*THE TASK:*
The response must consist of the records below, copied exactly.
Start of RECORDS FOR THIS TASK
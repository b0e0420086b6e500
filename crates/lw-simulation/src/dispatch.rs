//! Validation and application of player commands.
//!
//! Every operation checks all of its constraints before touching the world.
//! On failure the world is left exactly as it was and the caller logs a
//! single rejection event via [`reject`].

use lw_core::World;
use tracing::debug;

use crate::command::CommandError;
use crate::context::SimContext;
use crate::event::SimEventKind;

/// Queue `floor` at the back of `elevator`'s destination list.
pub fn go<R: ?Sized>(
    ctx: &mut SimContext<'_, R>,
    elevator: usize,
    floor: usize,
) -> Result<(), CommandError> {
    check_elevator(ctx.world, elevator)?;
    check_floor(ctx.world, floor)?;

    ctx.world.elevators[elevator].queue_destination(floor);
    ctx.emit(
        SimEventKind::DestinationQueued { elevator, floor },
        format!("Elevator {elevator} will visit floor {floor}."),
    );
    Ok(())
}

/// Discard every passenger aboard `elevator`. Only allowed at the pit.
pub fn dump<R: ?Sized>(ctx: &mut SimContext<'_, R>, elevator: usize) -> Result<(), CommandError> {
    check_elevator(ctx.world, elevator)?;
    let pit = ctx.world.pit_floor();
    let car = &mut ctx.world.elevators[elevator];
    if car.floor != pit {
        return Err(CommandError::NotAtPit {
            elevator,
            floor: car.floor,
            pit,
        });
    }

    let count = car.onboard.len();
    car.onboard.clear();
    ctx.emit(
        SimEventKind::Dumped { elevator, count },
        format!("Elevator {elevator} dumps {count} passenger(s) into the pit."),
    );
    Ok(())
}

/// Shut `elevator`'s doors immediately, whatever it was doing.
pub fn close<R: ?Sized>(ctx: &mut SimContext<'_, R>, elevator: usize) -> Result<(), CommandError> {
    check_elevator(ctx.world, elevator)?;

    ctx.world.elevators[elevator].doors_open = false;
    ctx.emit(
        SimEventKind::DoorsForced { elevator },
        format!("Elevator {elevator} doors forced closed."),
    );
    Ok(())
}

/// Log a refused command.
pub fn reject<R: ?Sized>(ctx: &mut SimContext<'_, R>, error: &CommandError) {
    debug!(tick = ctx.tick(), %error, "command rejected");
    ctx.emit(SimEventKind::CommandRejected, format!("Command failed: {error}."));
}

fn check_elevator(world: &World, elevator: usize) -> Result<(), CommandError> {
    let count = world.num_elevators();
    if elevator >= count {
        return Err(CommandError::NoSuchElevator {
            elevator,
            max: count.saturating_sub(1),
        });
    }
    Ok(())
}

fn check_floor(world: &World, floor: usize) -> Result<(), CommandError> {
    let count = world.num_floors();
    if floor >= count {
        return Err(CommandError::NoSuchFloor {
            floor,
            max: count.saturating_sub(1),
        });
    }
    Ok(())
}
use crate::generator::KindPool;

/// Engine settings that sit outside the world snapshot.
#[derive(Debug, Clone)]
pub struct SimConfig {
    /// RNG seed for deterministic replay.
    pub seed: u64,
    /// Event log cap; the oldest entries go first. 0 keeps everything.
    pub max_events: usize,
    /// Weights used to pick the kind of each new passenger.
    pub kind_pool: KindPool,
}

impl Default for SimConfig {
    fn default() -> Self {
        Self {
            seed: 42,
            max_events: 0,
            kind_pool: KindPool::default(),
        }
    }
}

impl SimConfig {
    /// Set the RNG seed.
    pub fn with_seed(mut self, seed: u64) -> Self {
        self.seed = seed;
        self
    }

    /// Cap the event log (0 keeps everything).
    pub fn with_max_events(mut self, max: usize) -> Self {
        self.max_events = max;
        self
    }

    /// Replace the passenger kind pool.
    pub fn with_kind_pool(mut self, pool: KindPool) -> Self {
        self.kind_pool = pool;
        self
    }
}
End of RECORDS FOR THIS TASK
*ANSWER SECTION:*
repository b0e0420086b6e500
filename crates/lw-simulation/src/dispatch.rs
//! Validation and application of player commands.
//!
//! Every operation checks all of its constraints before touching the world.
//! On failure the world is left exactly as it was and the caller logs a
//! single rejection event via [`reject`].

use lw_core::World;
use tracing::debug;

use crate::command::CommandError;
use crate::context::SimContext;
use crate::event::SimEventKind;

/// Queue `floor` at the back of `elevator`'s destination list.
pub fn go<R: ?Sized>(
    ctx: &mut SimContext<'_, R>,
    elevator: usize,
    floor: usize,
) -> Result<(), CommandError> {
    check_elevator(ctx.world, elevator)?;
    check_floor(ctx.world, floor)?;

    ctx.world.elevators[elevator].queue_destination(floor);
    ctx.emit(
        SimEventKind::DestinationQueued { elevator, floor },
        format!("Elevator {elevator} will visit floor {floor}."),
    );
    Ok(())
}

/// Discard every passenger aboard `elevator`. Only allowed at the pit.
pub fn dump<R: ?Sized>(ctx: &mut SimContext<'_, R>, elevator: usize) -> Result<(), CommandError> {
    check_elevator(ctx.world, elevator)?;
    let pit = ctx.world.pit_floor();
    let car = &mut ctx.world.elevators[elevator];
    if car.floor != pit {
        return Err(CommandError::NotAtPit {
            elevator,
            floor: car.floor,
            pit,
        });
    }

    let count = car.onboard.len();
    car.onboard.clear();
    ctx.emit(
        SimEventKind::Dumped { elevator, count },
        format!("Elevator {elevator} dumps {count} passenger(s) into the pit."),
    );
    Ok(())
}

/// Shut `elevator`'s doors immediately, whatever it was doing.
pub fn close<R: ?Sized>(ctx: &mut SimContext<'_, R>, elevator: usize) -> Result<(), CommandError> {
    check_elevator(ctx.world, elevator)?;

    ctx.world.elevators[elevator].doors_open = false;
    ctx.emit(
        SimEventKind::DoorsForced { elevator },
        format!("Elevator {elevator} doors forced closed."),
    );
    Ok(())
}

/// Log a refused command.
pub fn reject<R: ?Sized>(ctx: &mut SimContext<'_, R>, error: &CommandError) {
    debug!(tick = ctx.tick(), %error, "command rejected");
    ctx.emit(SimEventKind::CommandRejected, format!("Command failed: {error}."));
}

fn check_elevator(world: &World, elevator: usize) -> Result<(), CommandError> {
    let count = world.num_elevators();
    if elevator >= count {
        return Err(CommandError::NoSuchElevator {
            elevator,
            max: count.saturating_sub(1),
        });
    }
    Ok(())
}

fn check_floor(world: &World, floor: usize) -> Result<(), CommandError> {
    let count = world.num_floors();
    if floor >= count {
        return Err(CommandError::NoSuchFloor {
            floor,
            max: count.saturating_sub(1),
        });
    }
    Ok(())
}
use crate::generator::KindPool;

/// Engine settings that sit outside the world snapshot.
#[derive(Debug, Clone)]
pub struct SimConfig {
    /// RNG seed for deterministic replay.
    pub seed: u64,
    /// Event log cap; the oldest entries go first. 0 keeps everything.
    pub max_events: usize,
    /// Weights used to pick the kind of each new passenger.
    pub kind_pool: KindPool,
}

impl Default for SimConfig {
    fn default() -> Self {
        Self {
            seed: 42,
            max_events: 0,
            kind_pool: KindPool::default(),
        }
    }
}

impl SimConfig {
    /// Set the RNG seed.
    pub fn with_seed(mut self, seed: u64) -> Self {
        self.seed = seed;
        self
    }

    /// Cap the event log (0 keeps everything).
    pub fn with_max_events(mut self, max: usize) -> Self {
        self.max_events = max;
        self
    }

    /// Replace the passenger kind pool.
    pub fn with_kind_pool(mut self, pool: KindPool) -> Self {
        self.kind_pool = pool;
        self
    }
}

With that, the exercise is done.